The streets of Mendoza were once again thronging with people this morning, when last night’s big parade was repeated in daylight (this act is called La Carrousel) starting at 10am.  It was a little early for us, so we just caught the tail end of it.  No, for us today’s celebrations would take us to the huge open air spectacular – the Acto Centrale at the Teatro Griego Frank Romero Day.  The setting is in a massive Greek amphitheatre set in a natural bowl with an enormous stage shaped like a 4-leaf clover and the lot surrounded by hills.  It was a superb venue for any entertainment.  To get there we took a thrilling 20-minute taxi ride.  Sorry, for ‘thrilling’ read ‘scary’!  The cab was an old Peugeot 504 and had all of the components normally associated with a motorcar.  The difference was that whereas in a normal car these items - the wheels, suspension, brakes, engine etc, etc - all act in harmony to provide the passengers with a smooth ride, in our taxi they had at some point (about 20 years ago I’d say) had such a serious falling out that now each component was acting independently, happy to do it’s own thing and trying desperately to break away from the others.  To make matters worse, I seriously pissed off the driver when I slammed shut the paper-thin back door.  So we set off, the driver avoiding our attempts at reconciliation, the car components doing the same with each other.  Although all the bits were doing their own thing the net effect was that the whole assembly obtained a forward motion, in a roughly straight line and the manic fairground thrill ride began!   Oh did I say too that the driver was a complete nutter?  He had his hand almost permanently on the feeble horn, driving like baby Maggie at the start of ‘The Simpsons’, minking his way along the road, pecking & puffing at the other drivers who wouldn’t get out of his way.  ‘Lane discipline’ where 2 words missing / blanked from his vocabulary and we carved our way out of town, his head down, elbows raised as he sought to peer out of the obligatory cracked windscreen.  We got there with white knuckles still intact, gratefully paid the 12 pesos fixed fare and headed off to relax and unpucker at the show. 

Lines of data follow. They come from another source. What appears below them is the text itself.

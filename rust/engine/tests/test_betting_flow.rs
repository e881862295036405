use holdem_engine::errors::{ActionError, GameError};
use holdem_engine::game::{Game, Phase, Street};

fn heads_up() -> Game {
    let mut game = Game::with_seed(vec!["alice", "bob"], 10_000, 9).unwrap();
    game.initialize_round().unwrap();
    game
}

#[test]
fn check_facing_a_bet_is_rejected_without_side_effects() {
    let mut game = heads_up();
    // Dealer posted 50 and faces the 100 big blind.
    let err = game.check(0).unwrap_err();
    assert_eq!(
        err,
        GameError::InvalidAction(ActionError::CheckFacingBet { current_bet: 100 })
    );
    let view = game.snapshot();
    assert_eq!(view.current_actor, Some(0), "the same player is still up");
    assert_eq!(view.pot, 150);
    assert_eq!(view.players[0].bet, 50);
}

#[test]
fn acting_out_of_turn_is_rejected() {
    let mut game = heads_up();
    let err = game.call(1).unwrap_err();
    assert_eq!(
        err,
        GameError::OutOfTurn {
            expected: Some(0),
            actual: 1
        }
    );
}

#[test]
fn unknown_player_is_rejected() {
    let mut game = heads_up();
    assert_eq!(game.check(42).unwrap_err(), GameError::UnknownPlayer(42));
}

#[test]
fn calling_with_nothing_to_call_is_rejected() {
    let mut game = heads_up();
    game.call(0).unwrap();
    let err = game.call(1).unwrap_err();
    assert_eq!(
        err,
        GameError::InvalidAction(ActionError::NothingToCall { current_bet: 100 })
    );
}

#[test]
fn bet_below_the_doubling_minimum_is_rejected() {
    let mut game = heads_up();
    let err = game.bet(0, 150).unwrap_err();
    assert_eq!(
        err,
        GameError::InvalidAction(ActionError::BetBelowMinimum {
            amount: 150,
            minimum: 200
        })
    );
}

#[test]
fn big_blind_keeps_the_option_after_a_flat_call() {
    let mut game = heads_up();
    game.call(0).unwrap();
    // Everyone matches 100, but the blind poster has not acted yet.
    assert_eq!(game.pending_actors(), vec![1]);
    assert!(!game.betting_round_complete());
    let err = game.next_betting_round().unwrap_err();
    assert!(matches!(err, GameError::LifecycleViolation { .. }));
    game.check(1).unwrap();
    assert!(game.betting_round_complete());
}

#[test]
fn raise_reopens_the_action() {
    let mut game = heads_up();
    game.bet(0, 200).unwrap();
    assert_eq!(game.current_bet(), 200);
    assert_eq!(game.snapshot().current_actor, Some(1));
    game.call(1).unwrap();
    assert!(game.betting_round_complete());
    assert_eq!(game.pot(), 400);
}

#[test]
fn board_grows_three_one_one_across_streets() {
    let mut game = heads_up();
    game.call(0).unwrap();
    game.check(1).unwrap();
    game.next_betting_round().unwrap();
    assert_eq!(game.phase(), Phase::Betting(Street::Flop));
    assert_eq!(game.board().len(), 3);
    assert_eq!(game.current_bet(), 0);
    // Post-flop the seat after the button opens.
    assert_eq!(game.snapshot().current_actor, Some(1));

    game.check(1).unwrap();
    game.check(0).unwrap();
    game.next_betting_round().unwrap();
    assert_eq!(game.phase(), Phase::Betting(Street::Turn));
    assert_eq!(game.board().len(), 4);

    game.check(1).unwrap();
    game.check(0).unwrap();
    game.next_betting_round().unwrap();
    assert_eq!(game.phase(), Phase::Betting(Street::River));
    assert_eq!(game.board().len(), 5);

    game.check(1).unwrap();
    game.check(0).unwrap();
    game.next_betting_round().unwrap();
    assert_eq!(game.phase(), Phase::Settled);
    assert_eq!(game.board().len(), 5);
    assert_eq!(game.pot(), 0);

    let paid: u32 = game.last_settlement().iter().map(|p| p.amount).sum();
    assert_eq!(paid, 200, "the whole pot is paid out");
    let chips: u32 = game.players().iter().map(|p| p.chips()).sum();
    assert_eq!(chips, 20_000);
}

#[test]
fn finish_round_before_the_river_is_rejected() {
    let mut game = heads_up();
    let err = game.finish_round().unwrap_err();
    assert!(matches!(
        err,
        GameError::LifecycleViolation {
            operation: "finish_round",
            ..
        }
    ));
}

#[test]
fn finish_round_settles_a_closed_river() {
    let mut game = heads_up();
    game.call(0).unwrap();
    game.check(1).unwrap();
    for _ in 0..2 {
        game.next_betting_round().unwrap();
        game.check(1).unwrap();
        game.check(0).unwrap();
    }
    game.next_betting_round().unwrap();
    game.check(1).unwrap();
    game.check(0).unwrap();
    game.finish_round().unwrap();
    assert_eq!(game.phase(), Phase::Settled);
}

#[test]
fn actions_are_rejected_once_the_hand_is_settled() {
    let mut game = heads_up();
    game.fold(0).unwrap();
    assert_eq!(game.phase(), Phase::Settled);
    assert!(matches!(
        game.check(1).unwrap_err(),
        GameError::LifecycleViolation { .. }
    ));
}

#[test]
fn folded_players_are_never_the_actor() {
    let mut game = Game::with_seed(vec!["a", "b", "c"], 10_000, 13).unwrap();
    game.initialize_round().unwrap();
    game.fold(0).unwrap();
    assert_eq!(game.snapshot().current_actor, Some(1));
    let err = game.check(0).unwrap_err();
    assert_eq!(
        err,
        GameError::OutOfTurn {
            expected: Some(1),
            actual: 0
        }
    );
}

#[test]
fn overbetting_the_stack_truncates_to_all_in() {
    let mut game = heads_up();
    game.bet(0, 20_000).unwrap();
    // The table bet is the chips actually in play, not the request.
    assert_eq!(game.current_bet(), 10_000);
    let view = game.snapshot();
    assert_eq!(view.players[0].bet, 10_000);
    assert_eq!(view.players[0].chips, 0);
}

#[test]
fn all_in_players_are_skipped_when_seating_the_next_actor() {
    let mut game = heads_up();
    game.bet(0, 20_000).unwrap();
    game.call(1).unwrap();
    assert!(game.betting_round_complete());
    game.next_betting_round().unwrap();
    assert_eq!(game.phase(), Phase::Betting(Street::Flop));
    assert_eq!(
        game.snapshot().current_actor,
        None,
        "nobody left with chips to act"
    );
}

The show itself started under another full moon at around 10pm.  We arrived around 9 to get settled in and had the great joy of participating in our first ever ‘Mexican Wave’!  It was brilliant fun, watching the ripple approach from our right and then standing with upraised hands to join in as it reached our section of the crowd, sitting down again as it passed and watch it lap on round to the end of the audience to our left.  At the end of each wave, everyone had a good chuckle and gave themselves a big round of applause before the next wave started.  It was a lovely example of spontaneous mass self-entertainment and great fun!  The show itself told the story of the wine year and its traditions through the medium of song & dance.  The impressive cast consisted of around 700 artistes dressed as Gauchos & pretty Senoritas performing boot stomping routines that covered the whole spectrum of Latin American dance.  Tango dancers lent an element of grace to the proceedings but for us the star of the show was the stray dog, who managed to somehow get on stage between 2 acts. He was a scruffy old black mongrel with lollopy ears & tongue and he just walked on stage to the huge amusement of the crowd.  Once he reached centre stage he stopped, looked up at the hundred odd thousand people watching him, decided it wasn’t a good place for a doggie to be and left the way he came plodding slowly of the stage.  The organisers were brilliant, just letting him do his thing, knowing that he would leave and with no one chasing him with a big stick or anything because he shouldn’t be there.  It is said that everyone has their 5-minutes of stardom – well it was that wee doggie’s big night!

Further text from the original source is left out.